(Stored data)

------------

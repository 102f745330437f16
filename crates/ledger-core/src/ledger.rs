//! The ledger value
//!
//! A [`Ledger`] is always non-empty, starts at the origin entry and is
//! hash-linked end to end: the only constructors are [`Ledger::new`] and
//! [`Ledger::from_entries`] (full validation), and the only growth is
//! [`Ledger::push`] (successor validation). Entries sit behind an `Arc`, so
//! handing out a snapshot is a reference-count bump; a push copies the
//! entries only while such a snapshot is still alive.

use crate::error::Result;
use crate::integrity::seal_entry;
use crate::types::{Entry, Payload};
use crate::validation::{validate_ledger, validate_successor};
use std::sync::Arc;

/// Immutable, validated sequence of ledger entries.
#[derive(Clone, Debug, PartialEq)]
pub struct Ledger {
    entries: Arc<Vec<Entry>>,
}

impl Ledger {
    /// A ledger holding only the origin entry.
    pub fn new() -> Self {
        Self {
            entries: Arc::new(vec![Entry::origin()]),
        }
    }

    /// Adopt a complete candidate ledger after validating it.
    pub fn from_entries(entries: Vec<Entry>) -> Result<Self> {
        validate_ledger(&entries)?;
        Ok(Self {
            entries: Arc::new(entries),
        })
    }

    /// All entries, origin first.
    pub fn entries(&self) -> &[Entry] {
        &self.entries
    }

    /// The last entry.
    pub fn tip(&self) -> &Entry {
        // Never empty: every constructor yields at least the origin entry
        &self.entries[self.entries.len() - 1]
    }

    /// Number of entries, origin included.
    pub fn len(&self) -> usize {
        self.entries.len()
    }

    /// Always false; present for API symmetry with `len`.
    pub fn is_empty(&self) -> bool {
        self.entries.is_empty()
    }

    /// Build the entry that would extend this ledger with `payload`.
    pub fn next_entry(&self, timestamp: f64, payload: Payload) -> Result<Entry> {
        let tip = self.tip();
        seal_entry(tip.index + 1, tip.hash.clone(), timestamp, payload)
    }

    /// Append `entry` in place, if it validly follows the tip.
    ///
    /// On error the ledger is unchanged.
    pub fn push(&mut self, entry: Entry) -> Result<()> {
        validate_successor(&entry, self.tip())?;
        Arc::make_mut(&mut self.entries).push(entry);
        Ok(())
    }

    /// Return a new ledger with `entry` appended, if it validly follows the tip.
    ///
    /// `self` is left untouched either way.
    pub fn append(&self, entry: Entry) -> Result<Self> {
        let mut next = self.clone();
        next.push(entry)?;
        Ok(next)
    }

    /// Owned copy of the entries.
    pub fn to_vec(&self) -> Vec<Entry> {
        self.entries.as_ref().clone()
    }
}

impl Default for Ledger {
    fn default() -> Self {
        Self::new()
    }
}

------------

# Problem statement
Give every entry again in full, precisely as written above.

# Completed task
repository 102f745330437f16
filename crates/ledger-core/src/ledger.rs
//! The ledger value
//!
//! A [`Ledger`] is always non-empty, starts at the origin entry and is
//! hash-linked end to end: the only constructors are [`Ledger::new`] and
//! [`Ledger::from_entries`] (full validation), and the only growth is
//! [`Ledger::push`] (successor validation). Entries sit behind an `Arc`, so
//! handing out a snapshot is a reference-count bump; a push copies the
//! entries only while such a snapshot is still alive.

use crate::error::Result;
use crate::integrity::seal_entry;
use crate::types::{Entry, Payload};
use crate::validation::{validate_ledger, validate_successor};
use std::sync::Arc;

/// Immutable, validated sequence of ledger entries.
#[derive(Clone, Debug, PartialEq)]
pub struct Ledger {
    entries: Arc<Vec<Entry>>,
}

impl Ledger {
    /// A ledger holding only the origin entry.
    pub fn new() -> Self {
        Self {
            entries: Arc::new(vec![Entry::origin()]),
        }
    }

    /// Adopt a complete candidate ledger after validating it.
    pub fn from_entries(entries: Vec<Entry>) -> Result<Self> {
        validate_ledger(&entries)?;
        Ok(Self {
            entries: Arc::new(entries),
        })
    }

    /// All entries, origin first.
    pub fn entries(&self) -> &[Entry] {
        &self.entries
    }

    /// The last entry.
    pub fn tip(&self) -> &Entry {
        // Never empty: every constructor yields at least the origin entry
        &self.entries[self.entries.len() - 1]
    }

    /// Number of entries, origin included.
    pub fn len(&self) -> usize {
        self.entries.len()
    }

    /// Always false; present for API symmetry with `len`.
    pub fn is_empty(&self) -> bool {
        self.entries.is_empty()
    }

    /// Build the entry that would extend this ledger with `payload`.
    pub fn next_entry(&self, timestamp: f64, payload: Payload) -> Result<Entry> {
        let tip = self.tip();
        seal_entry(tip.index + 1, tip.hash.clone(), timestamp, payload)
    }

    /// Append `entry` in place, if it validly follows the tip.
    ///
    /// On error the ledger is unchanged.
    pub fn push(&mut self, entry: Entry) -> Result<()> {
        validate_successor(&entry, self.tip())?;
        Arc::make_mut(&mut self.entries).push(entry);
        Ok(())
    }

    /// Return a new ledger with `entry` appended, if it validly follows the tip.
    ///
    /// `self` is left untouched either way.
    pub fn append(&self, entry: Entry) -> Result<Self> {
        let mut next = self.clone();
        next.push(entry)?;
        Ok(next)
    }

    /// Owned copy of the entries.
    pub fn to_vec(&self) -> Vec<Entry> {
        self.entries.as_ref().clone()
    }
}

impl Default for Ledger {
    fn default() -> Self {
        Self::new()
    }
}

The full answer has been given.